- What you are asked to do: Copy every line of the entries that has the string "ComparisonResult" in it.

** Exercise inputs follows **

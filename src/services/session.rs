//! Session-scoped planner state
//!
//! One `PlannerSession` holds everything the dashboard shows: the income
//! figures, the latest computed plan, the expense ledger, the comparison,
//! and the prediction state. It is created at startup, passed explicitly
//! to whatever needs it, and dropped when the process exits — nothing is
//! persisted.

use tracing::debug;

use crate::error::{PlannerError, PlannerResult};
use crate::models::{BudgetPlan, Category, ExpenseEntry, IncomeSources};
use crate::predict::prediction_history;
use crate::services::allocator::compute_plan;
use crate::services::comparison::{compare_to_income, ComparisonResult};
use crate::services::ledger::{ExpenseLedger, LedgerSummary};

/// Lifecycle of the next-month prediction
#[derive(Debug, Clone, PartialEq, Default)]
pub enum PredictionState {
    /// No prediction requested yet
    #[default]
    Idle,

    /// A request is in flight; the rest of the session stays interactive
    Pending,

    /// The service returned a predicted next-month expense
    Ready(f64),

    /// The call failed; shown instead of a stale number
    Unavailable(String),
}

/// All in-memory state for one planning session
#[derive(Debug, Default)]
pub struct PlannerSession {
    income: IncomeSources,
    plan: Option<BudgetPlan>,
    ledger: ExpenseLedger,
    comparison: Option<ComparisonResult>,
    prediction: PredictionState,
}

impl PlannerSession {
    /// Create a fresh session with no plan, no expenses, no prediction
    pub fn new() -> Self {
        Self::default()
    }

    /// The current income figures
    pub fn income(&self) -> &IncomeSources {
        &self.income
    }

    /// Replace the income figures without computing a plan
    ///
    /// Mirrors typing into the income fields: nothing is derived until
    /// the user explicitly asks for a plan.
    pub fn set_income(&mut self, income: IncomeSources) {
        self.income = income;
    }

    /// Compute the 50/30/20 plan from the current income figures
    ///
    /// On success the plan is stored and the comparison is recomputed
    /// against the current ledger. On `InvalidInput` the previous plan
    /// and comparison are kept untouched.
    pub fn compute_plan(&mut self) -> PlannerResult<BudgetPlan> {
        let plan = compute_plan(&self.income)?;
        self.plan = Some(plan);
        self.refresh_comparison();
        Ok(plan)
    }

    /// The latest computed plan, if any
    pub fn plan(&self) -> Option<&BudgetPlan> {
        self.plan.as_ref()
    }

    /// Add an expense to the ledger and recompute the comparison
    pub fn add_expense(
        &mut self,
        title: impl Into<String>,
        amount: f64,
        category: Category,
    ) -> PlannerResult<()> {
        self.ledger.add_entry(title, amount, category)?;
        self.refresh_comparison();
        Ok(())
    }

    /// The expense entries in insertion order
    pub fn expenses(&self) -> &[ExpenseEntry] {
        self.ledger.entries()
    }

    /// Derived totals over the current ledger
    pub fn ledger_summary(&self) -> LedgerSummary {
        self.ledger.aggregate()
    }

    /// The latest comparison, present once a plan has been computed
    pub fn comparison(&self) -> Option<&ComparisonResult> {
        self.comparison.as_ref()
    }

    /// Current prediction state
    pub fn prediction(&self) -> &PredictionState {
        &self.prediction
    }

    /// The six-element history to send to the prediction service
    ///
    /// Five fixed historical placeholders plus the current total spent,
    /// oldest to newest.
    pub fn prediction_history(&self) -> [f64; 6] {
        prediction_history(self.ledger.aggregate().total_spent)
    }

    /// Mark a prediction request as in flight
    pub fn begin_prediction(&mut self) {
        self.prediction = PredictionState::Pending;
    }

    /// Record the outcome of a prediction request
    ///
    /// A failure replaces whatever was shown before; a stale previous
    /// value is never left on display.
    pub fn finish_prediction(&mut self, outcome: Result<f64, PlannerError>) {
        self.prediction = match outcome {
            Ok(value) => {
                debug!(value, "prediction ready");
                PredictionState::Ready(value)
            }
            Err(err) => PredictionState::Unavailable(err.to_string()),
        };
    }

    /// Recompute the comparison from the latest plan and ledger
    ///
    /// Called after every accepted expense and every plan computation,
    /// making the original's implicit reactive effect an explicit,
    /// deterministic step.
    fn refresh_comparison(&mut self) {
        self.comparison = self.plan.map(|plan| {
            let summary = self.ledger.aggregate();
            compare_to_income(plan.total_income, summary.projected_yearly_expense)
        });
    }
}

#[cfg(test)]
mod tests {
    use super::*;
    use crate::services::comparison::Balance;

    fn session_with_plan() -> PlannerSession {
        let mut session = PlannerSession::new();
        session.set_income(IncomeSources::new(650000.0, 180000.0, 120000.0));
        session.compute_plan().unwrap();
        session
    }

    #[test]
    fn test_plan_then_expenses_updates_comparison() {
        let mut session = session_with_plan();

        session.add_expense("Groceries", 1000.0, Category::Food).unwrap();
        session.add_expense("House rent", 5000.0, Category::Rent).unwrap();
        session.add_expense("Snacks", 500.0, Category::Food).unwrap();

        let comparison = session.comparison().unwrap();
        assert_eq!(comparison.net, 872000.0);
        assert_eq!(comparison.label, Balance::Surplus);
    }

    #[test]
    fn test_comparison_absent_without_plan() {
        let mut session = PlannerSession::new();
        session.add_expense("Groceries", 1000.0, Category::Food).unwrap();
        assert!(session.comparison().is_none());
    }

    #[test]
    fn test_comparison_recomputed_on_plan() {
        let mut session = PlannerSession::new();
        session.add_expense("Rent", 10000.0, Category::Rent).unwrap();

        session.set_income(IncomeSources::new(100000.0, 0.0, 0.0));
        session.compute_plan().unwrap();

        // 100000 - 120000 projected
        let comparison = session.comparison().unwrap();
        assert_eq!(comparison.net, -20000.0);
        assert_eq!(comparison.label, Balance::Deficit);
    }

    #[test]
    fn test_invalid_income_keeps_previous_plan() {
        let mut session = session_with_plan();
        let previous = *session.plan().unwrap();

        session.set_income(IncomeSources::new(-1.0, 0.0, 0.0));
        assert!(session.compute_plan().is_err());

        assert_eq!(session.plan(), Some(&previous));
    }

    #[test]
    fn test_rejected_expense_leaves_state_unchanged() {
        let mut session = session_with_plan();
        session.add_expense("Groceries", 1000.0, Category::Food).unwrap();
        let before = *session.comparison().unwrap();

        assert!(session.add_expense("", 100.0, Category::Food).is_err());
        assert!(session.add_expense("Bad", -5.0, Category::Food).is_err());

        assert_eq!(session.expenses().len(), 1);
        assert_eq!(session.comparison(), Some(&before));
    }

    #[test]
    fn test_prediction_history_shape() {
        let mut session = PlannerSession::new();
        session.add_expense("Groceries", 1000.0, Category::Food).unwrap();
        session.add_expense("House rent", 5000.0, Category::Rent).unwrap();
        session.add_expense("Snacks", 500.0, Category::Food).unwrap();

        let history = session.prediction_history();
        assert_eq!(
            history,
            [20000.0, 22000.0, 24000.0, 26000.0, 28000.0, 6500.0]
        );
    }

    #[test]
    fn test_prediction_lifecycle() {
        let mut session = PlannerSession::new();
        assert_eq!(session.prediction(), &PredictionState::Idle);

        session.begin_prediction();
        assert_eq!(session.prediction(), &PredictionState::Pending);

        session.finish_prediction(Ok(27500.0));
        assert_eq!(session.prediction(), &PredictionState::Ready(27500.0));
    }

    #[test]
    fn test_prediction_failure_replaces_value() {
        let mut session = PlannerSession::new();
        session.finish_prediction(Ok(27500.0));

        session.begin_prediction();
        session.finish_prediction(Err(PlannerError::PredictionUnavailable(
            "connection refused".into(),
        )));

        match session.prediction() {
            PredictionState::Unavailable(reason) => {
                assert!(reason.contains("connection refused"));
            }
            other => panic!("expected Unavailable, got {:?}", other),
        }
    }
}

** End of Exercise inputs **

- Written answer:
use crate::services::comparison::{compare_to_income, ComparisonResult};
    comparison: Option<ComparisonResult>,
    pub fn comparison(&self) -> Option<&ComparisonResult> {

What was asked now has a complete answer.